France's Response to the Covid-19 Pandemic: between a Rock and a Hard Place
Or Z. (IRDES), Gandré C. (IRDES), Durand-Zaleski I. (AP-HP URC Eco, Santé Publique Hôpital Henri Mondor), Steffen M. (PACTE, Université Grenoble-Alpes, Sciences Po Grenoble, CNRS)

France is one of the European countries hardest hit by the Covid-19 pandemic. The pandemic brought into light structural weaknesses of the health system, including its governance and decision making process, but also provoked changes that helped to improve its resilience. We analyse the French experience of Covid-19 in 2020 by critically reviewing major policy measures implemented during the first two waves of the pandemic. France has struggled to find the right balance between the rock of economic and social damage caused by containment measures and the hard alternative of a rapidly spreading pandemic. The response to the first wave, including a full lockdown, was an emergency response that revealed the low level of preparedness for pandemics and the overly hospital-centred provision of health care in France. During the second wave, this response evolved into a more level strategy trying to reconcile health needs in a broader perspective integrating socio-economic considerations, but without fully managing to put in place an effective health strategy. We conclude that to achieve the right balance, France will have to strengthen health system capacity and improve the cooperation between actors at central and local levels with greater participatory decision-making that takes into account local-level realities and the diversity of needs.

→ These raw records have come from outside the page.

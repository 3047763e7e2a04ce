//! Port contracts for review persistence.
//!
//! Ports define infrastructure-agnostic interfaces used by review services.

pub mod store;

pub use store::{ReviewStore, ReviewStoreError, ReviewStoreResult, ReviewTransaction};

La réponse française à la pandémie de Covid-19 :une stratégie prise entre le marteau et l'enclume
La France a été l'un des pays d'Europe les plus touchés par la pandémie de Covid-19. Cette pandémie a fait ressortir les faiblesses structurelles du système de santé, notamment en termes de gouvernance et de prise de décision en santé, mais a également entrainé des changements qui ont conduit à améliorer la résilience du système. Nous synthétisons l'expérience française de la Covid-19 en 2020 en proposant une analyse critique des principales réponses politiques mises en œuvre au cours des deux premières vagues de la pandémie. La France a eu des difficultés à trouver le juste équilibre entre des mesures avec de fortes conséquences économiques et sociales et la difficile alternative d'une propagation rapide du virus sur son territoire. La réaction à la première vague, incluant l'un des confinements généralisés les plus stricts d'Europe, a été mise en œuvre dans l'urgence et a révélé l'impréparation face au risque pandémique et une réponse sanitaire fortement centrée sur l'hôpital. Au cours de la seconde vague, la stratégie privilégiée a davantage visé à considérer les besoins de santé dans une perspective plus large en intégrant les considérations socio-économiques, sans pour autant réussir à mettre en place une réponse sanitaire totalement efficace. Nous concluons que, pour trouver le bon équilibre, la France doit renforcer la résilience de son système de santé en améliorant la coopération entre les différents professionnels et acteurs de santé nationaux et locaux, notamment en soutenant davantage la prise de décision participative afin de mieux tenir compte des réalités locales et de la diversité des besoins.